- [DATASET]

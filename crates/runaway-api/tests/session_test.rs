//! Integration tests for the session endpoints.

mod common;

use axum::http::StatusCode;
use serde_json::json;

#[tokio::test]
async fn test_create_then_get_session() {
    // Arrange
    let app = common::build_test_app(common::test_state());
    let session_id = common::create_session(app.clone()).await;

    // Act
    let (status, json) = common::get_json(app, &format!("/api/v1/sessions/{session_id}")).await;

    // Assert
    assert_eq!(status, StatusCode::OK);
    assert_eq!(json["session_id"], session_id.as_str());
    assert_eq!(json["current_wagon"]["wagon_id"], 0);
    assert_eq!(json["current_wagon"]["theme"], "theme-0");
    assert!(!json.to_string().contains("passcode-0"));
}

#[tokio::test]
async fn test_get_session_with_malformed_id_returns_400() {
    let app = common::build_test_app(common::test_state());

    let (status, _) = common::get_json(app, "/api/v1/sessions/not-a-uuid").await;

    assert_eq!(status, StatusCode::BAD_REQUEST);
}

#[tokio::test]
async fn test_advance_through_every_wagon() {
    // Arrange
    let app = common::build_test_app(common::test_state());
    let session_id = common::create_session(app.clone()).await;
    let uri = format!("/api/v1/sessions/{session_id}/advance");

    // Act
    let (first_status, first) = common::post_empty(app.clone(), &uri).await;
    let (second_status, second) = common::post_empty(app.clone(), &uri).await;
    let (third_status, third) = common::post_empty(app.clone(), &uri).await;
    let (_, view) = common::get_json(app, &format!("/api/v1/sessions/{session_id}")).await;

    // Assert
    assert_eq!(first_status, StatusCode::OK);
    assert_eq!(first["wagon_id"], 1);
    assert_eq!(second_status, StatusCode::OK);
    assert_eq!(second["wagon_id"], 2);
    assert_eq!(second["theme"], "theme-2");
    assert_eq!(third_status, StatusCode::BAD_REQUEST);
    assert_eq!(third["error"], "cannot_advance");
    assert_eq!(view["current_wagon"]["wagon_id"], 2);
}

#[tokio::test]
async fn test_advance_starts_fresh_conversations() {
    // Arrange
    let app = common::build_test_app(common::test_state());
    let session_id = common::create_session(app.clone()).await;
    let (status, _) = common::post_json(
        app.clone(),
        &format!("/api/v1/sessions/{session_id}/chat/wagon-0-player-1"),
        &json!({ "message": "hello" }),
    )
    .await;
    assert_eq!(status, StatusCode::OK);

    // Act
    let (advance_status, _) =
        common::post_empty(app.clone(), &format!("/api/v1/sessions/{session_id}/advance")).await;
    let (_, history) = common::get_json(
        app.clone(),
        &format!("/api/v1/sessions/{session_id}/chat/wagon-0-player-1/history"),
    )
    .await;
    let (stale_status, stale) = common::post_json(
        app.clone(),
        &format!("/api/v1/sessions/{session_id}/chat/wagon-0-player-1"),
        &json!({ "message": "hello again" }),
    )
    .await;
    let (fresh_status, fresh) = common::post_json(
        app,
        &format!("/api/v1/sessions/{session_id}/chat/wagon-1-player-1"),
        &json!({ "message": "hello" }),
    )
    .await;

    // Assert
    assert_eq!(advance_status, StatusCode::OK);
    assert!(history["messages"].as_array().unwrap().is_empty());
    assert_eq!(stale_status, StatusCode::BAD_REQUEST);
    assert_eq!(stale["error"], "wrong_wagon");
    assert_eq!(fresh_status, StatusCode::OK);
    assert_eq!(fresh["uid"], "wagon-1-player-1");
}

#[tokio::test]
async fn test_terminate_then_operations_return_404() {
    // Arrange
    let app = common::build_test_app(common::test_state());
    let session_id = common::create_session(app.clone()).await;

    // Act
    let (status, json) =
        common::delete_json(app.clone(), &format!("/api/v1/sessions/{session_id}")).await;
    let (get_status, _) =
        common::get_json(app.clone(), &format!("/api/v1/sessions/{session_id}")).await;
    let (chat_status, chat) = common::post_json(
        app,
        &format!("/api/v1/sessions/{session_id}/chat/wagon-0-player-1"),
        &json!({ "message": "anyone there?" }),
    )
    .await;

    // Assert
    assert_eq!(status, StatusCode::OK);
    assert_eq!(json["session_id"], session_id.as_str());
    assert_eq!(json["status"], "terminated");
    assert_eq!(get_status, StatusCode::NOT_FOUND);
    assert_eq!(chat_status, StatusCode::NOT_FOUND);
    assert_eq!(chat["error"], "session_not_found");
}

#[tokio::test]
async fn test_sessions_are_isolated() {
    let app = common::build_test_app(common::test_state());
    let first = common::create_session(app.clone()).await;
    let second = common::create_session(app.clone()).await;

    common::post_empty(app.clone(), &format!("/api/v1/sessions/{first}/advance")).await;
    let (_, first_view) = common::get_json(app.clone(), &format!("/api/v1/sessions/{first}")).await;
    let (_, second_view) = common::get_json(app, &format!("/api/v1/sessions/{second}")).await;

    assert_ne!(first, second);
    assert_eq!(first_view["current_wagon"]["wagon_id"], 1);
    assert_eq!(second_view["current_wagon"]["wagon_id"], 0);
}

- [REQUIRED WORK]
Repeat the data exactly, with every line included.

- [YOUR SOLUTION]
filename crates/runaway-api/tests/session_test.rs
//! Integration tests for the session endpoints.

mod common;

use axum::http::StatusCode;
use serde_json::json;

#[tokio::test]
async fn test_create_then_get_session() {
    // Arrange
    let app = common::build_test_app(common::test_state());
    let session_id = common::create_session(app.clone()).await;

    // Act
    let (status, json) = common::get_json(app, &format!("/api/v1/sessions/{session_id}")).await;

    // Assert
    assert_eq!(status, StatusCode::OK);
    assert_eq!(json["session_id"], session_id.as_str());
    assert_eq!(json["current_wagon"]["wagon_id"], 0);
    assert_eq!(json["current_wagon"]["theme"], "theme-0");
    assert!(!json.to_string().contains("passcode-0"));
}

#[tokio::test]
async fn test_get_session_with_malformed_id_returns_400() {
    let app = common::build_test_app(common::test_state());

    let (status, _) = common::get_json(app, "/api/v1/sessions/not-a-uuid").await;

    assert_eq!(status, StatusCode::BAD_REQUEST);
}

#[tokio::test]
async fn test_advance_through_every_wagon() {
    // Arrange
    let app = common::build_test_app(common::test_state());
    let session_id = common::create_session(app.clone()).await;
    let uri = format!("/api/v1/sessions/{session_id}/advance");

    // Act
    let (first_status, first) = common::post_empty(app.clone(), &uri).await;
    let (second_status, second) = common::post_empty(app.clone(), &uri).await;
    let (third_status, third) = common::post_empty(app.clone(), &uri).await;
    let (_, view) = common::get_json(app, &format!("/api/v1/sessions/{session_id}")).await;

    // Assert
    assert_eq!(first_status, StatusCode::OK);
    assert_eq!(first["wagon_id"], 1);
    assert_eq!(second_status, StatusCode::OK);
    assert_eq!(second["wagon_id"], 2);
    assert_eq!(second["theme"], "theme-2");
    assert_eq!(third_status, StatusCode::BAD_REQUEST);
    assert_eq!(third["error"], "cannot_advance");
    assert_eq!(view["current_wagon"]["wagon_id"], 2);
}

#[tokio::test]
async fn test_advance_starts_fresh_conversations() {
    // Arrange
    let app = common::build_test_app(common::test_state());
    let session_id = common::create_session(app.clone()).await;
    let (status, _) = common::post_json(
        app.clone(),
        &format!("/api/v1/sessions/{session_id}/chat/wagon-0-player-1"),
        &json!({ "message": "hello" }),
    )
    .await;
    assert_eq!(status, StatusCode::OK);

    // Act
    let (advance_status, _) =
        common::post_empty(app.clone(), &format!("/api/v1/sessions/{session_id}/advance")).await;
    let (_, history) = common::get_json(
        app.clone(),
        &format!("/api/v1/sessions/{session_id}/chat/wagon-0-player-1/history"),
    )
    .await;
    let (stale_status, stale) = common::post_json(
        app.clone(),
        &format!("/api/v1/sessions/{session_id}/chat/wagon-0-player-1"),
        &json!({ "message": "hello again" }),
    )
    .await;
    let (fresh_status, fresh) = common::post_json(
        app,
        &format!("/api/v1/sessions/{session_id}/chat/wagon-1-player-1"),
        &json!({ "message": "hello" }),
    )
    .await;

    // Assert
    assert_eq!(advance_status, StatusCode::OK);
    assert!(history["messages"].as_array().unwrap().is_empty());
    assert_eq!(stale_status, StatusCode::BAD_REQUEST);
    assert_eq!(stale["error"], "wrong_wagon");
    assert_eq!(fresh_status, StatusCode::OK);
    assert_eq!(fresh["uid"], "wagon-1-player-1");
}

#[tokio::test]
async fn test_terminate_then_operations_return_404() {
    // Arrange
    let app = common::build_test_app(common::test_state());
    let session_id = common::create_session(app.clone()).await;

    // Act
    let (status, json) =
        common::delete_json(app.clone(), &format!("/api/v1/sessions/{session_id}")).await;
    let (get_status, _) =
        common::get_json(app.clone(), &format!("/api/v1/sessions/{session_id}")).await;
    let (chat_status, chat) = common::post_json(
        app,
        &format!("/api/v1/sessions/{session_id}/chat/wagon-0-player-1"),
        &json!({ "message": "anyone there?" }),
    )
    .await;

    // Assert
    assert_eq!(status, StatusCode::OK);
    assert_eq!(json["session_id"], session_id.as_str());
    assert_eq!(json["status"], "terminated");
    assert_eq!(get_status, StatusCode::NOT_FOUND);
    assert_eq!(chat_status, StatusCode::NOT_FOUND);
    assert_eq!(chat["error"], "session_not_found");
}

#[tokio::test]
async fn test_sessions_are_isolated() {
    let app = common::build_test_app(common::test_state());
    let first = common::create_session(app.clone()).await;
    let second = common::create_session(app.clone()).await;

    common::post_empty(app.clone(), &format!("/api/v1/sessions/{first}/advance")).await;
    let (_, first_view) = common::get_json(app.clone(), &format!("/api/v1/sessions/{first}")).await;
    let (_, second_view) = common::get_json(app, &format!("/api/v1/sessions/{second}")).await;

    assert_ne!(first, second);
    assert_eq!(first_view["current_wagon"]["wagon_id"], 1);
    assert_eq!(second_view["current_wagon"]["wagon_id"], 0);
}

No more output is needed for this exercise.